The following code shows how to extract information about the measurement:

 1 fluxEngine::ValueType valueType;
 2 if (!cube.getValueType(0, valueType))
 3     valueType = fluxEngine::ValueType::Intensity;
 4 std::vector<double> wavelengths = cube.wavelengths(0);
 5
 6 fluxEngine::TensorData data = cube.tensorData(0);
 7 fluxEngine::TensorData whiteData, darkData;
 8 if (cube.hasReference(0, "WhiteReference"))
 9     whiteData = cube.referenceTensorData(0, "WhiteReference");
10 if (cube.hasReference(0, "DarkReference"))
11     darkData = cube.referenceTensorData(0, "DarkReference");

Note that the white and dark references may not be present. The ENVI parser of fluxEngine will look for files thast have the name cube_White.hdr and WHITEREF_cube.hdr to find the white reference cube in the same directory as the specified file, and cube_Dark.hdr and DARKREF_cube.hdr to find the dark reference cube. If these exist they may be returned by the referenceTensorData() method, otherwise only the cube itself will be loaded.

The information returned here may be used to initialize a processing context, see below for details.

Note

After loading an ENVI cube the storage order of the loaded measurement will always be BIP, regardless of how the cube was stored on disk. This is because fluxEngine internally works in the BIP storage order and automatically converts data when it is loaded by the user.

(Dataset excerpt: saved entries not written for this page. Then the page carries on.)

use assert_cmd::Command;
use predicates::prelude::*;
use std::fs;
use tempfile::TempDir;

#[test]
fn test_cli_show_lists_knowledge_base() {
    let temp_dir = TempDir::new().unwrap();
    let kb = temp_dir.path().join("weather.json");

    fs::write(
        &kb,
        r#"{
            "title": "Weather",
            "rules": [{
                "description": "rain makes the street wet",
                "condition": {"not": {"fact": {"name": "rain", "value": "no"}}},
                "consequences": {"street": "wet"}
            }],
            "questions": [{
                "description": "Is it raining?",
                "options": [
                    {"description": "Yes", "consequences": {"rain": "yes"}},
                    {"description": "No", "consequences": {"rain": "no"}}
                ]
            }],
            "goals": [{"name": "street", "description": "Is the street wet?"}]
        }"#,
    )
    .unwrap();

    let mut cmd = Command::cargo_bin("sage").unwrap();
    cmd.arg("show").arg(&kb);

    cmd.assert()
        .success()
        .stdout(predicate::str::contains("Weather"))
        .stdout(predicate::str::contains("1 rules, 1 questions, 1 goals"))
        .stdout(predicate::str::contains("not (rain = no)"))
        .stdout(predicate::str::contains("Is it raining?"))
        .stdout(predicate::str::contains("Is the street wet?"));
}

#[test]
fn test_cli_show_nonexistent_file() {
    let mut cmd = Command::cargo_bin("sage").unwrap();
    cmd.arg("show").arg("does-not-exist.json");

    cmd.assert()
        .failure()
        .stderr(predicate::str::contains("Failed to read"));
}
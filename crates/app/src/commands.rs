use anyhow::Context;
use clap::{Parser, Subcommand};
use scrip_core::Money;
use scrip_ocr::{parse_receipt_date, Config, Detection, Extractor, FieldResult, OcrBackend, ReceiptPipeline};
use std::path::{Path, PathBuf};

#[derive(Parser)]
#[command(name = "scrip")]
#[command(about = "Extract totals, vendors and dates from receipt images")]
#[command(version)]
pub struct Cli {
    /// Configuration file (TOML). Defaults to the platform config directory.
    #[arg(long, global = true)]
    config: Option<PathBuf>,

    #[command(subcommand)]
    command: Commands,
}

#[derive(Subcommand)]
enum Commands {
    /// Run OCR on an image and print the extracted fields as JSON
    Extract {
        image: PathBuf,
        #[arg(long)]
        pretty: bool,
    },

    /// Run OCR on an image and print only the recognized text
    Text { image: PathBuf },

    /// Extract fields from recorded detections (a JSON array) without running OCR
    Replay {
        detections: PathBuf,
        #[arg(long)]
        pretty: bool,
        /// Print a short human-readable summary instead of JSON
        #[arg(long)]
        summary: bool,
    },
}

pub async fn run(cli: Cli) -> anyhow::Result<()> {
    let config = load_config(cli.config.as_deref())?;

    match cli.command {
        Commands::Extract { image, pretty } => {
            let pipeline = ReceiptPipeline::with_config(ocr_backend(&config)?, &config);
            tracing::info!("Processing receipt: {}", image.display());
            let result = pipeline.extract_fields_from_path(&image).await;
            print_json(&result, pretty)?;
        }
        Commands::Text { image } => {
            let pipeline = ReceiptPipeline::with_config(ocr_backend(&config)?, &config);
            let bytes = tokio::fs::read(&image)
                .await
                .with_context(|| format!("Failed to read {}", image.display()))?;
            println!("{}", pipeline.extract_text(&bytes));
        }
        Commands::Replay { detections, pretty, summary } => {
            let raw = tokio::fs::read_to_string(&detections)
                .await
                .with_context(|| format!("Failed to read {}", detections.display()))?;
            let result = replay(&raw, &config)?;
            if summary {
                println!("{}", summarize(&result));
            } else {
                print_json(&result, pretty)?;
            }
        }
    }
    Ok(())
}

// ── Configuration ─────────────────────────────────────────────────────────────

fn default_config_path() -> Option<PathBuf> {
    directories::ProjectDirs::from("com", "scrip", "scrip").map(|d| d.config_dir().join("config.toml"))
}

fn load_config(explicit: Option<&Path>) -> anyhow::Result<Config> {
    let path = match explicit {
        Some(p) => p.to_path_buf(),
        None => match default_config_path() {
            Some(p) if p.exists() => p,
            _ => return Ok(Config::default()),
        },
    };
    tracing::debug!("Loading config: {}", path.display());
    Config::load(&path).with_context(|| format!("Invalid config file {}", path.display()))
}

// ── OCR backend selection ─────────────────────────────────────────────────────

#[cfg(feature = "tesseract")]
fn ocr_backend(config: &Config) -> anyhow::Result<Box<dyn OcrBackend>> {
    use scrip_ocr::recognizer::tesseract_backend::TesseractRecognizer;
    let recognizer = TesseractRecognizer::from_config(&config.tesseract)
        .context("Failed to initialise the Tesseract engine")?;
    Ok(Box::new(recognizer))
}

#[cfg(not(feature = "tesseract"))]
fn ocr_backend(_config: &Config) -> anyhow::Result<Box<dyn OcrBackend>> {
    anyhow::bail!("scrip was built without an OCR backend; rebuild with `--features tesseract` or use `scrip replay`")
}

// ── Output ────────────────────────────────────────────────────────────────────

fn replay(raw: &str, config: &Config) -> anyhow::Result<FieldResult> {
    let detections: Vec<Detection> =
        serde_json::from_str(raw).context("Detections must be a JSON array of {polygon, text, confidence}")?;
    Ok(Extractor::new(config.extraction.clone()).extract(&detections))
}

fn print_json(result: &FieldResult, pretty: bool) -> anyhow::Result<()> {
    let out = if pretty {
        serde_json::to_string_pretty(result)?
    } else {
        serde_json::to_string(result)?
    };
    println!("{out}");
    Ok(())
}

fn summarize(result: &FieldResult) -> String {
    if result.is_degraded() {
        return result.text.clone();
    }
    let f = &result.fields;
    let or_dash = |s: &str| if s.is_empty() { "-".to_string() } else { s.to_string() };

    let date = match parse_receipt_date(&f.date) {
        Some(d) => format!("{} ({d})", f.date),
        None => or_dash(&f.date),
    };
    let total = match &f.total {
        Some(t) => format!("{} ({})", Money::from_f64(t.amount), t.strategy),
        None => "-".to_string(),
    };

    format!(
        "vendor: {}\ndate:   {}\ntotal:  {}\ntype:   {} ({:?})",
        or_dash(&f.vendor),
        date,
        total,
        f.receipt_type.primary,
        f.receipt_type.confidence,
    )
}

#[cfg(test)]
mod tests {
    use super::*;
    use std::io::Write;

    const RECORDED: &str = r#"[
        {"polygon": [[10, 10], [200, 10], [200, 30], [10, 30]], "text": "CORNER PHARMACY", "confidence": 0.97},
        {"polygon": [[10, 40], [120, 40], [120, 60], [10, 60]], "text": "2024-02-29", "confidence": 0.91},
        {"polygon": [[10, 70], [90, 70], [90, 90], [10, 90]], "text": "Subtotal", "confidence": 0.9},
        {"polygon": [[200, 70], [260, 70], [260, 90], [200, 90]], "text": "18.00", "confidence": 0.9},
        {"polygon": [[10, 100], [90, 100], [90, 120], [10, 120]], "text": "TOTAL", "confidence": 0.9},
        {"polygon": [[200, 101], [260, 101], [260, 121], [200, 121]], "text": "19.44", "confidence": 0.9}
    ]"#;

    #[test]
    fn replay_extracts_from_recorded_detections() {
        let r = replay(RECORDED, &Config::default()).unwrap();
        assert_eq!(r.lines.len(), 4);
        assert_eq!(r.fields.vendor, "CORNER PHARMACY");
        assert_eq!(r.fields.total.as_ref().unwrap().amount, 19.44);
    }

    #[test]
    fn replay_rejects_non_array_input() {
        assert!(replay(r#"{"text": "x"}"#, &Config::default()).is_err());
    }

    #[test]
    fn summary_lists_every_field() {
        let r = replay(RECORDED, &Config::default()).unwrap();
        assert_eq!(
            summarize(&r),
            "vendor: CORNER PHARMACY\ndate:   2024-02-29 (2024-02-29)\ntotal:  19.44 (keyword_bottommost)\ntype:   pharmacy (High)"
        );
    }

    #[test]
    fn summary_of_degraded_result_is_the_marker() {
        assert_eq!(summarize(&FieldResult::degraded("boom")), "Error: boom");
    }

    #[test]
    fn summary_uses_dashes_for_missing_fields() {
        let r = replay("[]", &Config::default()).unwrap();
        assert!(summarize(&r).starts_with("vendor: -\ndate:   -\ntotal:  -"));
    }

    #[test]
    fn explicit_config_is_loaded() {
        let mut file = tempfile::NamedTempFile::new().unwrap();
        writeln!(file, "[extraction]\nvendor_scan_lines = 1").unwrap();
        let cfg = load_config(Some(file.path())).unwrap();
        assert_eq!(cfg.extraction.vendor_scan_lines, 1);
    }

    #[test]
    fn broken_explicit_config_is_an_error() {
        assert!(load_config(Some(Path::new("/nonexistent/scrip.toml"))).is_err());
    }

    #[test]
    fn cli_parses_replay_flags() {
        let cli = Cli::try_parse_from(["scrip", "--config", "c.toml", "replay", "d.json", "--summary"]).unwrap();
        assert_eq!(cli.config.as_deref(), Some(Path::new("c.toml")));
        assert!(matches!(cli.command, Commands::Replay { summary: true, pretty: false, .. }));
    }
}
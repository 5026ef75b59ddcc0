use std::path::Path;
use thiserror::Error;

use crate::config::{Config, PreprocessConfig};
use crate::extract::Extractor;
use crate::preprocess;
use crate::recognizer::{OcrBackend, OcrError};
use crate::types::{Detection, FieldResult};

#[derive(Debug, Error)]
pub enum PipelineError {
    #[error("IO error: {0}")]
    Io(#[from] std::io::Error),
    #[error("Image preprocessing failed: {0}")]
    Preprocess(#[from] crate::preprocess::PreprocessError),
    #[error("OCR recognition failed: {0}")]
    Ocr(#[from] OcrError),
}

/// Orchestrates: preprocess → OCR → group lines → extract fields.
///
/// The recognizer is constructed once by the caller and reused for every
/// image. Nothing here fails outward: any error becomes a degraded
/// [`FieldResult`] whose text is an `Error: …` marker.
pub struct ReceiptPipeline<R: OcrBackend> {
    recognizer: R,
    extractor: Extractor,
    preprocess: PreprocessConfig,
}

impl<R: OcrBackend> ReceiptPipeline<R> {
    pub fn new(recognizer: R) -> Self {
        Self::with_config(recognizer, &Config::default())
    }

    pub fn with_config(recognizer: R, config: &Config) -> Self {
        Self {
            recognizer,
            extractor: Extractor::new(config.extraction.clone()),
            preprocess: config.preprocess.clone(),
        }
    }

    pub fn recognizer(&self) -> &R {
        &self.recognizer
    }

    /// Extract structured fields from raw image bytes.
    pub fn extract_fields(&self, image: &[u8]) -> FieldResult {
        match self.detect(image) {
            Ok(detections) => self.extractor.extract(&detections),
            Err(e) => {
                tracing::warn!("Receipt extraction degraded: {e}");
                FieldResult::degraded(e)
            }
        }
    }

    /// Read an image from disk, then [`Self::extract_fields`].
    pub async fn extract_fields_from_path(&self, path: &Path) -> FieldResult {
        match tokio::fs::read(path).await {
            Ok(bytes) => self.extract_fields(&bytes),
            Err(e) => {
                tracing::warn!("Failed to read receipt {}: {e}", path.display());
                FieldResult::degraded(PipelineError::from(e))
            }
        }
    }

    /// Text-only variant: recognized tokens joined by spaces, or an `Error: …`
    /// marker.
    pub fn extract_text(&self, image: &[u8]) -> String {
        let tokens = self
            .prepare(image)
            .and_then(|bytes| self.recognizer.recognize_text(&bytes).map_err(PipelineError::from));
        match tokens {
            Ok(tokens) => tokens.join(" "),
            Err(e) => {
                tracing::warn!("Text recognition failed: {e}");
                format!("Error: {e}")
            }
        }
    }

    fn prepare(&self, image: &[u8]) -> Result<Vec<u8>, PipelineError> {
        Ok(preprocess::prepare_for_ocr(image, &self.preprocess)?)
    }

    fn detect(&self, image: &[u8]) -> Result<Vec<Detection>, PipelineError> {
        let bytes = self.prepare(image)?;
        let detections = self.recognizer.detect(&bytes)?;
        tracing::debug!(detections = detections.len(), "OCR complete");
        Ok(detections)
    }
}

// ── Tests ─────────────────────────────────────────────────────────────────────
use serde::{Deserialize, Serialize};
use std::path::Path;
use thiserror::Error;

use crate::grouping::DEFAULT_LINE_THRESHOLD_PX;

#[derive(Debug, Error)]
pub enum ConfigError {
    #[error("Failed to read config file: {0}")]
    Io(#[from] std::io::Error),
    #[error("Failed to parse TOML: {0}")]
    Parse(#[from] toml::de::Error),
}

/// Tunables for the post-OCR heuristics.
#[derive(Debug, Clone, Serialize, Deserialize, PartialEq)]
#[serde(default)]
pub struct ExtractionConfig {
    /// Maximum center-to-center distance for detections on the same line.
    pub line_threshold_px: f64,
    /// How many leading lines the vendor heuristic looks at.
    pub vendor_scan_lines: usize,
    /// Inclusive bounds for amounts accepted by the global fallback.
    pub min_plausible_amount: f64,
    pub max_plausible_amount: f64,
}

impl Default for ExtractionConfig {
    fn default() -> Self {
        Self {
            line_threshold_px: DEFAULT_LINE_THRESHOLD_PX,
            vendor_scan_lines: 3,
            min_plausible_amount: 0.05,
            max_plausible_amount: 1_000_000.0,
        }
    }
}

#[derive(Debug, Clone, Serialize, Deserialize, PartialEq)]
#[serde(default)]
pub struct PreprocessConfig {
    pub enabled: bool,
    /// Images larger than this on either side are scaled down before OCR.
    pub max_dimension: u32,
    pub contrast_stretch: bool,
}

impl Default for PreprocessConfig {
    fn default() -> Self {
        Self { enabled: true, max_dimension: 2800, contrast_stretch: true }
    }
}

#[derive(Debug, Clone, Serialize, Deserialize, PartialEq)]
#[serde(default)]
pub struct TesseractConfig {
    pub data_path: Option<String>,
    pub lang: String,
}

impl Default for TesseractConfig {
    fn default() -> Self {
        Self { data_path: None, lang: "eng".to_string() }
    }
}

#[derive(Debug, Clone, Default, Serialize, Deserialize, PartialEq)]
#[serde(default)]
pub struct Config {
    pub extraction: ExtractionConfig,
    pub preprocess: PreprocessConfig,
    pub tesseract: TesseractConfig,
}

impl Config {
    pub fn from_toml(toml_content: &str) -> Result<Self, ConfigError> {
        Ok(toml::from_str(toml_content)?)
    }

    pub fn load(path: &Path) -> Result<Self, ConfigError> {
        let content = std::fs::read_to_string(path)?;
        Self::from_toml(&content)
    }
}
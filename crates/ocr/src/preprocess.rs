use image::{imageops::FilterType, DynamicImage, GrayImage, ImageBuffer, Luma};
use std::io::Cursor;
use thiserror::Error;

use crate::config::PreprocessConfig;

#[derive(Debug, Error)]
pub enum PreprocessError {
    #[error("Failed to load image: {0}")]
    Load(#[from] image::ImageError),
    #[error("Failed to encode processed image: {0}")]
    Encode(String),
}

/// Decode raw image bytes (JPEG / PNG / WEBP / …), clean them up for OCR and
/// re-encode as PNG. With preprocessing disabled the input is passed through
/// untouched, not even decoded.
pub fn prepare_for_ocr(data: &[u8], config: &PreprocessConfig) -> Result<Vec<u8>, PreprocessError> {
    if !config.enabled {
        return Ok(data.to_vec());
    }
    let img = image::load_from_memory(data)?;
    encode_as_png(normalize(img, config))
}

/// Downscale oversized photos, convert to grayscale, optionally stretch contrast.
fn normalize(img: DynamicImage, config: &PreprocessConfig) -> DynamicImage {
    let max = config.max_dimension;
    let img = if img.width() > max || img.height() > max {
        img.resize(max, max, FilterType::Lanczos3)
    } else {
        img
    };

    let gray = img.to_luma8();
    if config.contrast_stretch {
        DynamicImage::ImageLuma8(stretch_contrast(gray))
    } else {
        DynamicImage::ImageLuma8(gray)
    }
}

/// Map the darkest pixel to 0 and the brightest to 255. Receipts photographed
/// under poor light often use only a narrow band of gray.
fn stretch_contrast(gray: GrayImage) -> GrayImage {
    let (min_px, max_px) = gray
        .pixels()
        .fold((u8::MAX, u8::MIN), |(mn, mx), p| (mn.min(p[0]), mx.max(p[0])));

    if max_px == min_px {
        return gray;
    }

    let range = u32::from(max_px - min_px);
    ImageBuffer::from_fn(gray.width(), gray.height(), |x, y| {
        let p = gray.get_pixel(x, y)[0];
        Luma([(u32::from(p - min_px) * 255 / range) as u8])
    })
}

fn encode_as_png(img: DynamicImage) -> Result<Vec<u8>, PreprocessError> {
    let mut buf = Vec::new();
    img.write_to(&mut Cursor::new(&mut buf), image::ImageFormat::Png)
        .map_err(|e| PreprocessError::Encode(e.to_string()))?;
    Ok(buf)
}

#[cfg(test)]
mod tests {
    use super::*;

    fn gray(width: u32, height: u32, f: impl Fn(u32, u32) -> u8) -> DynamicImage {
        DynamicImage::ImageLuma8(ImageBuffer::from_fn(width, height, |x, y| Luma([f(x, y)])))
    }

    fn png_bytes(img: &DynamicImage) -> Vec<u8> {
        let mut buf = Vec::new();
        img.write_to(&mut Cursor::new(&mut buf), image::ImageFormat::Png).unwrap();
        buf
    }

    #[test]
    fn uniform_image_is_left_alone() {
        let out = normalize(gray(10, 10, |_, _| 128), &PreprocessConfig::default());
        assert_eq!((out.width(), out.height()), (10, 10));
        assert!(out.to_luma8().pixels().all(|p| p[0] == 128));
    }

    #[test]
    fn narrow_band_is_stretched_to_full_range() {
        let out = normalize(gray(64, 1, |x, _| 100 + (x as u8 % 50)), &PreprocessConfig::default());
        let px = out.to_luma8();
        assert_eq!(px.pixels().map(|p| p[0]).min(), Some(0));
        assert_eq!(px.pixels().map(|p| p[0]).max(), Some(255));
    }

    #[test]
    fn stretch_can_be_disabled() {
        let config = PreprocessConfig { contrast_stretch: false, ..PreprocessConfig::default() };
        let out = normalize(gray(8, 1, |x, _| 100 + x as u8), &config);
        assert_eq!(out.to_luma8().pixels().map(|p| p[0]).max(), Some(107));
    }

    #[test]
    fn oversized_image_is_downscaled() {
        let config = PreprocessConfig { max_dimension: 50, ..PreprocessConfig::default() };
        let out = normalize(gray(200, 100, |_, _| 200), &config);
        assert!(out.width() <= 50 && out.height() <= 50);
    }

    #[test]
    fn prepare_produces_png() {
        let out = prepare_for_ocr(&png_bytes(&gray(4, 4, |_, _| 100)), &PreprocessConfig::default()).unwrap();
        assert_eq!(&out[..4], b"\x89PNG");
    }

    #[test]
    fn disabled_passes_bytes_through() {
        let config = PreprocessConfig { enabled: false, ..PreprocessConfig::default() };
        assert_eq!(prepare_for_ocr(b"not an image", &config).unwrap(), b"not an image");
    }

    #[test]
    fn garbage_bytes_fail_to_load() {
        let err = prepare_for_ocr(b"not an image", &PreprocessConfig::default()).unwrap_err();
        assert!(matches!(err, PreprocessError::Load(_)));
    }
}
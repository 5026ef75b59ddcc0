use std::sync::OnceLock;

use chrono::NaiveDate;
use regex::Regex;
use scrip_core::normalize_amount;

use crate::classify::classify_receipt;
use crate::config::ExtractionConfig;
use crate::grouping::group_lines;
use crate::types::{AmountCandidate, Detection, FieldResult, Fields, Line, TotalField, TotalStrategy};

// ── Compiled regex cache ─────────────────────────────────────────────────────

macro_rules! re {
    ($name:ident, $pat:expr) => {
        fn $name() -> &'static Regex {
            static R: OnceLock<Regex> = OnceLock::new();
            R.get_or_init(|| Regex::new($pat).expect("invalid regex"))
        }
    };
}

// Amount patterns, tried in this order. Group 1 is the bare numeral.
re!(re_amount_currency,
    r"(?:\b(?:USD|EUR|GBP|CAD|AUD|NZD|CHF|JPY|CNY|INR|SGD|HKD|MXN|SEK|NOK|DKK|PLN|ZAR|AED) ?|[$€£¥₹] ?)?((?:\d{1,3}(?:[, ]\d{3})+|\d+)\.\d{2})\b");
re!(re_amount_us,
    r"\b((?:\d{1,3}(?:,\d{3})+|\d+)\.\d{1,2})\b");
re!(re_amount_eu,
    r"\b((?:\d{1,3}(?:\.\d{3})+|\d+),\d{2})\b");

re!(re_fallback_noise,
    r"(?i)(?:visa|mastercard|amex|card|auth|approval|invoice|gst|vat|tax|tel|phone)");

re!(re_date_iso,
    r"\b\d{4}[-/]\d{1,2}[-/]\d{1,2}\b");
re!(re_date_numeric,
    r"\b\d{1,2}[-/]\d{1,2}[-/]\d{4}\b");
re!(re_date_textual,
    r"(?i)\b(\d{1,2})\s+((?:jan|feb|mar|apr|may|jun|jul|aug|sep|oct|nov|dec)[a-z]*)\.?,?\s+(\d{4})\b");

const TOTAL_HINTS: &[&str] = &[
    "grand total",
    "total",
    "amount due",
    "balance due",
    "total due",
    "cash total",
    "bill total",
    "amount payable",
    "net total",
];

// Labels that contain a total hint but are not the grand total.
const NOT_TOTAL_HINTS: &[&str] = &[
    "subtotal",
    "sub total",
    "total items",
    "total qty",
    "total points",
    "total savings",
    "savings total",
    "tax total",
];

/// Total-selection rules in priority order; the first one producing a candidate wins.
#[derive(Debug, Clone, Copy, PartialEq, Eq)]
enum TotalRule {
    /// Bottom-most amount on a line labelled as a total.
    Keyword,
    /// Largest plausible amount anywhere outside payment/tax noise.
    Fallback,
}

const TOTAL_RULES: [TotalRule; 2] = [TotalRule::Keyword, TotalRule::Fallback];

impl TotalRule {
    fn apply(self, lines: &[Line], config: &ExtractionConfig) -> Option<AmountCandidate> {
        match self {
            TotalRule::Keyword => keyword_bottommost(lines),
            TotalRule::Fallback => global_max(lines, config),
        }
    }
}

// ── Public extraction API ─────────────────────────────────────────────────────

/// Turns a batch of detections into a [`FieldResult`]. Holds no per-call state.
#[derive(Debug, Clone, Default)]
pub struct Extractor {
    config: ExtractionConfig,
}

impl Extractor {
    pub fn new(config: ExtractionConfig) -> Self {
        Self { config }
    }

    /// Group, then run every field heuristic. `detections` must be in the
    /// backend's native order; the plain text keeps that order.
    pub fn extract(&self, detections: &[Detection]) -> FieldResult {
        let text = detections
            .iter()
            .map(|d| d.text.as_str())
            .collect::<Vec<_>>()
            .join("\n");
        let lines = group_lines(detections, self.config.line_threshold_px);

        let fields = Fields {
            total: self.extract_total(&lines),
            receipt_type: classify_receipt(&text),
            vendor: self.extract_vendor(&lines),
            date: extract_date(&text),
        };

        FieldResult { text, lines, fields }
    }

    // ── Total ─────────────────────────────────────────────────────────────────

    pub fn extract_total(&self, lines: &[Line]) -> Option<TotalField> {
        let candidate = TOTAL_RULES
            .iter()
            .find_map(|rule| rule.apply(lines, &self.config));

        match &candidate {
            Some(c) => tracing::debug!(strategy = %c.strategy, amount = c.amount, line = c.line_index, "total selected"),
            None => tracing::debug!("no total candidate"),
        }

        candidate.map(|c| TotalField {
            amount: c.amount,
            amount_text: c.amount_text,
            line_index: c.line_index,
            line_text: lines[c.line_index].text.clone(),
            strategy: c.strategy,
        })
    }

    // ── Vendor ────────────────────────────────────────────────────────────────

    /// Prefer an all-caps header line among the first few; otherwise the first
    /// word of the first non-empty one.
    pub fn extract_vendor(&self, lines: &[Line]) -> String {
        let head = &lines[..lines.len().min(self.config.vendor_scan_lines)];

        for line in head {
            let trimmed = line.text.trim();
            if trimmed.chars().count() <= 3 || !is_upper_case(trimmed) {
                continue;
            }
            let letters: String = trimmed
                .chars()
                .filter(|c| c.is_ascii_uppercase() || c.is_whitespace())
                .collect();
            let letters = letters.trim();
            if letters.chars().count() >= 3 {
                return letters.to_string();
            }
        }

        head.iter()
            .map(|l| l.text.trim())
            .find(|t| !t.is_empty())
            .and_then(|t| t.split_whitespace().next())
            .filter(|w| w.chars().count() > 2)
            .map(str::to_string)
            .unwrap_or_default()
    }
}

// ── Total helpers ─────────────────────────────────────────────────────────────

fn is_total_line(text: &str) -> bool {
    let lower = text.to_lowercase();
    TOTAL_HINTS.iter().any(|h| lower.contains(h)) && !NOT_TOTAL_HINTS.iter().any(|h| lower.contains(h))
}

/// Every amount on the line, left to right, from the first pattern that matches at all.
fn amount_matches(text: &str) -> Vec<(String, f64)> {
    for re in [re_amount_currency(), re_amount_us(), re_amount_eu()] {
        let found: Vec<(String, f64)> = re
            .captures_iter(text)
            .filter_map(|c| {
                let raw = c.get(0)?.as_str().trim().to_string();
                Some((raw, normalize_amount(c.get(1)?.as_str())))
            })
            .collect();
        if !found.is_empty() {
            return found;
        }
    }
    Vec::new()
}

fn keyword_bottommost(lines: &[Line]) -> Option<AmountCandidate> {
    let mut candidates: Vec<AmountCandidate> = lines
        .iter()
        .enumerate()
        .filter(|(_, line)| is_total_line(&line.text))
        .filter_map(|(line_index, line)| {
            // Labels come first, so the value is the last amount on the line.
            let (amount_text, amount) = amount_matches(&line.text).pop()?;
            Some(AmountCandidate {
                line_index,
                vertical_position: line.vertical_position,
                amount_text,
                amount,
                strategy: TotalStrategy::KeywordBottommost,
            })
        })
        .collect();

    candidates.sort_by(|a, b| {
        a.vertical_position
            .total_cmp(&b.vertical_position)
            .then(a.amount.total_cmp(&b.amount))
    });
    candidates.pop()
}

fn global_max(lines: &[Line], config: &ExtractionConfig) -> Option<AmountCandidate> {
    let plausible = config.min_plausible_amount..=config.max_plausible_amount;
    let mut best: Option<AmountCandidate> = None;

    for (line_index, line) in lines.iter().enumerate() {
        if re_fallback_noise().is_match(&line.text) {
            continue;
        }
        for (amount_text, amount) in amount_matches(&line.text) {
            if !plausible.contains(&amount) {
                continue;
            }
            // Strict comparison: the first occurrence of the maximum is kept.
            if best.as_ref().map_or(true, |b| amount > b.amount) {
                best = Some(AmountCandidate {
                    line_index,
                    vertical_position: line.vertical_position,
                    amount_text,
                    amount,
                    strategy: TotalStrategy::GlobalMax,
                });
            }
        }
    }
    best
}

// ── Vendor helpers ────────────────────────────────────────────────────────────

/// At least one cased character and no lower-case ones.
fn is_upper_case(s: &str) -> bool {
    s.chars().any(char::is_uppercase) && !s.chars().any(char::is_lowercase)
}

// ── Date ─────────────────────────────────────────────────────────────────────

/// First date-like substring, verbatim. Patterns are tried from most to least
/// specific; an empty string means nothing matched.
pub fn extract_date(text: &str) -> String {
    [re_date_iso(), re_date_numeric(), re_date_textual()]
        .into_iter()
        .find_map(|re| re.find(text))
        .map(|m| m.as_str().to_string())
        .unwrap_or_default()
}

/// Best-effort interpretation of a string returned by [`extract_date`].
/// Numeric dates are read day-first, then month-first.
pub fn parse_receipt_date(date: &str) -> Option<NaiveDate> {
    let date = date.trim();

    if let Some(c) = re_date_textual().captures(date) {
        let day: u32 = c.get(1)?.as_str().parse().ok()?;
        let month = abbr_month_to_num(c.get(2)?.as_str())?;
        let year: i32 = c.get(3)?.as_str().parse().ok()?;
        return NaiveDate::from_ymd_opt(year, month, day);
    }

    ["%Y-%m-%d", "%Y/%m/%d", "%d-%m-%Y", "%d/%m/%Y", "%m-%d-%Y", "%m/%d/%Y"]
        .iter()
        .find_map(|fmt| NaiveDate::parse_from_str(date, fmt).ok())
}

fn abbr_month_to_num(name: &str) -> Option<u32> {
    let prefix: String = name.chars().take(3).collect::<String>().to_lowercase();
    match prefix.as_str() {
        "jan" => Some(1), "feb" => Some(2), "mar" => Some(3), "apr" => Some(4),
        "may" => Some(5), "jun" => Some(6), "jul" => Some(7), "aug" => Some(8),
        "sep" => Some(9), "oct" => Some(10), "nov" => Some(11), "dec" => Some(12),
        _ => None,
    }
}

// ── Tests ─────────────────────────────────────────────────────────────────────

Creating an ENVI cube from camera recordings

When recording data from a PushBroom camera it is possible to use that to create an ENVI cube. The user must have created a instrument recording processing context, see Recording HSI Data for details. The output of that processing context must then have been stored in one or more buffer containers. These may then be used to create a measurement that then may be saved as an ENVI cube.

First the user must fill a MeasurementHSICubeBufferInput structure with the metadata required to create the cube.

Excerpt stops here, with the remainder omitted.